[Stored items]
--------------------------------

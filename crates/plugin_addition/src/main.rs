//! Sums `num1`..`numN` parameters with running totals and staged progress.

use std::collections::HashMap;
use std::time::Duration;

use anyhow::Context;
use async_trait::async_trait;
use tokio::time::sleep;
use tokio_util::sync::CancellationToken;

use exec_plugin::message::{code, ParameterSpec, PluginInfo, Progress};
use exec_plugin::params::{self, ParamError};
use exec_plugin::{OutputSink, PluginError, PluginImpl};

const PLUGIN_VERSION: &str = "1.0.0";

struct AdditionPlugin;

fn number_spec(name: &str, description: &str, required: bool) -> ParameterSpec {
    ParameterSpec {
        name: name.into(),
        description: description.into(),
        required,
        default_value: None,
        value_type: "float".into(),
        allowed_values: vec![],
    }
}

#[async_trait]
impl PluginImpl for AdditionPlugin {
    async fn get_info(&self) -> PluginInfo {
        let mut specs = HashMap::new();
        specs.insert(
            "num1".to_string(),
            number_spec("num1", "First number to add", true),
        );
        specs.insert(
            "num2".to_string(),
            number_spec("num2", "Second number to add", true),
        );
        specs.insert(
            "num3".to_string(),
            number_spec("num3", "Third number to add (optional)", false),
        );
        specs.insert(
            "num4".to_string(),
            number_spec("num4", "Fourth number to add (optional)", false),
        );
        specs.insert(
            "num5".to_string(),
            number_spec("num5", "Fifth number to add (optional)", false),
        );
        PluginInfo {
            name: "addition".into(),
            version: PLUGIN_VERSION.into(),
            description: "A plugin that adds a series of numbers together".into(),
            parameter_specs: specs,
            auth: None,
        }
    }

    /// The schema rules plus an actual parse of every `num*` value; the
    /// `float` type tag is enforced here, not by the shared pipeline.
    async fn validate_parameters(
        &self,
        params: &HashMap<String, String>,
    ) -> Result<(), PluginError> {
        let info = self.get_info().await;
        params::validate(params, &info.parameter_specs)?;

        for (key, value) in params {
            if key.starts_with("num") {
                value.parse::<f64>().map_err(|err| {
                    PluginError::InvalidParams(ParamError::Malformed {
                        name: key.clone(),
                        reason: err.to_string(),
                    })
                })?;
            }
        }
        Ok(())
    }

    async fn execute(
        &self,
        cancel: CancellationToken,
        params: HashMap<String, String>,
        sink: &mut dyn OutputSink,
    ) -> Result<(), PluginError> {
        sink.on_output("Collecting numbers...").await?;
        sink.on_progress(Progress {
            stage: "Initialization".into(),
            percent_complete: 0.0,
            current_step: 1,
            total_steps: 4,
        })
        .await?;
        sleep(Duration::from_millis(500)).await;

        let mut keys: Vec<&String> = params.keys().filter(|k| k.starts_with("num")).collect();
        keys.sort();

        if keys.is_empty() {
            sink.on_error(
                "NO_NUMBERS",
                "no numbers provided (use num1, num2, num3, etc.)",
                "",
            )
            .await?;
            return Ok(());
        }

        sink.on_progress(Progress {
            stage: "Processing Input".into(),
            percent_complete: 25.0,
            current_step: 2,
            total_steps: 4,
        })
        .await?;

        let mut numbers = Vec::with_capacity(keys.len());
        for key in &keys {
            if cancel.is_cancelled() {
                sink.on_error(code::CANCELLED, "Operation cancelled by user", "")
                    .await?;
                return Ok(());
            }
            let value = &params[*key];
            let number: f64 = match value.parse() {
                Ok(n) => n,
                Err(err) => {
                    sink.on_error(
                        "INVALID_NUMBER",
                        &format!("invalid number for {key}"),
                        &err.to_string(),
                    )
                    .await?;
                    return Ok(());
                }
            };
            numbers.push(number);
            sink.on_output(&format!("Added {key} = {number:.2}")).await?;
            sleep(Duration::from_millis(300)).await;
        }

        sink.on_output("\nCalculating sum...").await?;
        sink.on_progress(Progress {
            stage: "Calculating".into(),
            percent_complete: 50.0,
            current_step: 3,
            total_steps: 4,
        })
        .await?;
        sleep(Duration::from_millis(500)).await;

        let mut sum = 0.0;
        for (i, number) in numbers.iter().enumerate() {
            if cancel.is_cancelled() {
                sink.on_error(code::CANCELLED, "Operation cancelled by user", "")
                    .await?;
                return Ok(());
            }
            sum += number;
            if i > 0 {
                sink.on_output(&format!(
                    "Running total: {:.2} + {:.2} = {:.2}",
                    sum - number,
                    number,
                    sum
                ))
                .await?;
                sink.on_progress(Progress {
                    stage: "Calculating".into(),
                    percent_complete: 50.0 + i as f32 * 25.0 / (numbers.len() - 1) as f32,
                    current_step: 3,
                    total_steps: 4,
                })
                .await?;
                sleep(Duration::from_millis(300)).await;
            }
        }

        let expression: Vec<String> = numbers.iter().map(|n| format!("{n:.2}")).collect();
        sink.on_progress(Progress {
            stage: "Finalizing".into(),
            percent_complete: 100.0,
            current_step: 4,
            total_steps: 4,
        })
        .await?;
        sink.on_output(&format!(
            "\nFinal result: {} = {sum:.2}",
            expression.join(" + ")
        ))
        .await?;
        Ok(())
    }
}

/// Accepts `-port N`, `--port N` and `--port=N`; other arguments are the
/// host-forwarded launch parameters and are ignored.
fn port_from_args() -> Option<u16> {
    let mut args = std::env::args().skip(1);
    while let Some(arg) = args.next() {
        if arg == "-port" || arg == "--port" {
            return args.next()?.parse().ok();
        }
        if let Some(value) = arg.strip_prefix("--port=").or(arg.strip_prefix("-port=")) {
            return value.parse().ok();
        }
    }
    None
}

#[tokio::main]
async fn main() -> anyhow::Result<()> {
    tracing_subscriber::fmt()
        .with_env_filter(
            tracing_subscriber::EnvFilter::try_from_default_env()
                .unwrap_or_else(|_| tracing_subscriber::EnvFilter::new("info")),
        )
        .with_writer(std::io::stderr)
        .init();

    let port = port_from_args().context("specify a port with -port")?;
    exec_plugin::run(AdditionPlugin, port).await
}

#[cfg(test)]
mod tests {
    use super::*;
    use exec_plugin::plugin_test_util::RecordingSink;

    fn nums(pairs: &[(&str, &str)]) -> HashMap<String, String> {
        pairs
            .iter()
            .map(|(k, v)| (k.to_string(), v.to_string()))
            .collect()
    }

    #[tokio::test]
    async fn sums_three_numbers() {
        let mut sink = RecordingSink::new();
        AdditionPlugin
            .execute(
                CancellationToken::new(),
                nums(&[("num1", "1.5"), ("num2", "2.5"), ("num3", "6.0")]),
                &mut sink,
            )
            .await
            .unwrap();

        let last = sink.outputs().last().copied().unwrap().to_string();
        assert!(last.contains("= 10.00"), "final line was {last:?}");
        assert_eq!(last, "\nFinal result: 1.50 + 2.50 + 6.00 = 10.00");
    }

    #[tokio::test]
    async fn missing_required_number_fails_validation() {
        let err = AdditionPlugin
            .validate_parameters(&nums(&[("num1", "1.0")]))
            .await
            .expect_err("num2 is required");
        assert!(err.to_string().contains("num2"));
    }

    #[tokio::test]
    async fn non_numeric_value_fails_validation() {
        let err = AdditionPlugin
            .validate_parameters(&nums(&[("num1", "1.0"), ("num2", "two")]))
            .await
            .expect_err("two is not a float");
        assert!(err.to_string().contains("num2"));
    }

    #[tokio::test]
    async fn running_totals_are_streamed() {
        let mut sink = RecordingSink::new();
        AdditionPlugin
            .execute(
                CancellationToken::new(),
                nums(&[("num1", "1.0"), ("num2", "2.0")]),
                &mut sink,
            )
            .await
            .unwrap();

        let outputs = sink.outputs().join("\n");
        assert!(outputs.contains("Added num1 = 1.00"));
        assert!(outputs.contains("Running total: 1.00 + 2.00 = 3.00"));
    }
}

--------------------------------

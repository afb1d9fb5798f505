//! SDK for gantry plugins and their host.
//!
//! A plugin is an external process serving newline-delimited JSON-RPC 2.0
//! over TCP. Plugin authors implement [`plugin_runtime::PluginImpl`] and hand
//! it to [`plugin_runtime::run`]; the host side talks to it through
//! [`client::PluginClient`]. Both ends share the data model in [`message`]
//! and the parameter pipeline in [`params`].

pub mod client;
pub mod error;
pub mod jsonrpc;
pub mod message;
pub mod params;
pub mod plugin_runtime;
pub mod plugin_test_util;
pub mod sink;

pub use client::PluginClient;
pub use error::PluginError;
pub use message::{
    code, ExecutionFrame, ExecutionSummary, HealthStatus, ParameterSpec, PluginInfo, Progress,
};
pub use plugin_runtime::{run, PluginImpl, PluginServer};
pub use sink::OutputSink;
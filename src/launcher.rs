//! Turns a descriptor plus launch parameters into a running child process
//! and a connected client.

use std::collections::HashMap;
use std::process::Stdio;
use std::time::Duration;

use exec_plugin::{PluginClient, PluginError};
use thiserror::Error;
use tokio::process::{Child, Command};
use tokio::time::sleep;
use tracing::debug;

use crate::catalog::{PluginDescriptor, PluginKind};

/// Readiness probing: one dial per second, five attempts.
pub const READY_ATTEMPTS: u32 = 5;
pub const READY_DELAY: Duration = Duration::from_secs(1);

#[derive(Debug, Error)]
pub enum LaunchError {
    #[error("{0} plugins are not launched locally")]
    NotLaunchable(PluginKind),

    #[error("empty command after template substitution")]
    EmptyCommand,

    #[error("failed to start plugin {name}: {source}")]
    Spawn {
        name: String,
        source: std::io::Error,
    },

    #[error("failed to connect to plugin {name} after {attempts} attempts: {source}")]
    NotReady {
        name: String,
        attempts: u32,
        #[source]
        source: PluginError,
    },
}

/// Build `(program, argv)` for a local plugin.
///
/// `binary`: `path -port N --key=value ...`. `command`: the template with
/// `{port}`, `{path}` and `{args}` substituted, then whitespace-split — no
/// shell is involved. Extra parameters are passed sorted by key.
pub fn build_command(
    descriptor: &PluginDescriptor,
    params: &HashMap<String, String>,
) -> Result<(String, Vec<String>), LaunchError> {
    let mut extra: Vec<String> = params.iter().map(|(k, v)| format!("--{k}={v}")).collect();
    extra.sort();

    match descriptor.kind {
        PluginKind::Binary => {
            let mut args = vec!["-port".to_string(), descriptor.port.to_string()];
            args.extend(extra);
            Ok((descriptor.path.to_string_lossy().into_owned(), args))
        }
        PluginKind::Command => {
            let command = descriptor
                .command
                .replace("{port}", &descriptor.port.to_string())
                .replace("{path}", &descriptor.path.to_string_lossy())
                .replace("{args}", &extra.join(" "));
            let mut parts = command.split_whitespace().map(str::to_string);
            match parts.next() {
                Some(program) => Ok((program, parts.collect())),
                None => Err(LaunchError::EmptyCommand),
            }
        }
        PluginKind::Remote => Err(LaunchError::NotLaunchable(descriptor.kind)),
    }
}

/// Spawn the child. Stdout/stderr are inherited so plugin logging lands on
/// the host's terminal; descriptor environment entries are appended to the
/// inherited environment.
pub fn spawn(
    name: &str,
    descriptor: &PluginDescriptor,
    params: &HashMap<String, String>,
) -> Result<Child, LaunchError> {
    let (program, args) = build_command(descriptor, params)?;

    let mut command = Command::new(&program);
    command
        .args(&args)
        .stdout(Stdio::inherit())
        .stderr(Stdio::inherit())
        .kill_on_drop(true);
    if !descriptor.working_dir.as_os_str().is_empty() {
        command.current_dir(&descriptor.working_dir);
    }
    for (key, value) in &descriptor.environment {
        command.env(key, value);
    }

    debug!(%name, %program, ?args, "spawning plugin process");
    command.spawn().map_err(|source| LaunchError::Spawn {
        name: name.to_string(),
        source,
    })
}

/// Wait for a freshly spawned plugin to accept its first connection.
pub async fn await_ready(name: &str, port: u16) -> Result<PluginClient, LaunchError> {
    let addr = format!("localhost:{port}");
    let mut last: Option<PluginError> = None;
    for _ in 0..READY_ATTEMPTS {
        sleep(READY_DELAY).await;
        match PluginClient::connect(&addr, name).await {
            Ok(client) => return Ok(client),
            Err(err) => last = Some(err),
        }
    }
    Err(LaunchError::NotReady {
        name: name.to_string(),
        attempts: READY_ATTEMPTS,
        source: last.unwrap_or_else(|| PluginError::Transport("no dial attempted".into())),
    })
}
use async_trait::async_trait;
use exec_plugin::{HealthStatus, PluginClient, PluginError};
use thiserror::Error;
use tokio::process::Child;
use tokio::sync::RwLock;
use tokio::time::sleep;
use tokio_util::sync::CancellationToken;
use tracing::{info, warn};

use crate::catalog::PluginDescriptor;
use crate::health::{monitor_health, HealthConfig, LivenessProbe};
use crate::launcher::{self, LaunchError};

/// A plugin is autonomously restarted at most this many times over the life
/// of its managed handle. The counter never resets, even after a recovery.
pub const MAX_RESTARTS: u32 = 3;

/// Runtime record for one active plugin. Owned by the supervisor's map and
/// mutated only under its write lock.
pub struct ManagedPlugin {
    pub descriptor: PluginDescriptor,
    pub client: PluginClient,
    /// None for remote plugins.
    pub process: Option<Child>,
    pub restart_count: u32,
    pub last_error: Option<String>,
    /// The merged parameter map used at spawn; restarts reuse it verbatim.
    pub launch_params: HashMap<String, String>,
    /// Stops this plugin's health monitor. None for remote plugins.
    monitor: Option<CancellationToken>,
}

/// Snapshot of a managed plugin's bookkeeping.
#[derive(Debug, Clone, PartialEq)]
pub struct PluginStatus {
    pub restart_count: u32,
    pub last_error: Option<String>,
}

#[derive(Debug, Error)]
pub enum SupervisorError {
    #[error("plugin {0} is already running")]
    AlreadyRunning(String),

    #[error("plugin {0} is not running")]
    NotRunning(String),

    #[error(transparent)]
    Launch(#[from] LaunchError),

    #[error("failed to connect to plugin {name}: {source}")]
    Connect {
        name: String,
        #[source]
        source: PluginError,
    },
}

--------------------------------

◆ **What is needed**
Would you filter the entries above and keep each line that has the word "pipeline"?

◆ **Answer section**
    /// `float` type tag is enforced here, not by the shared pipeline.
//! and the parameter pipeline in [`params`].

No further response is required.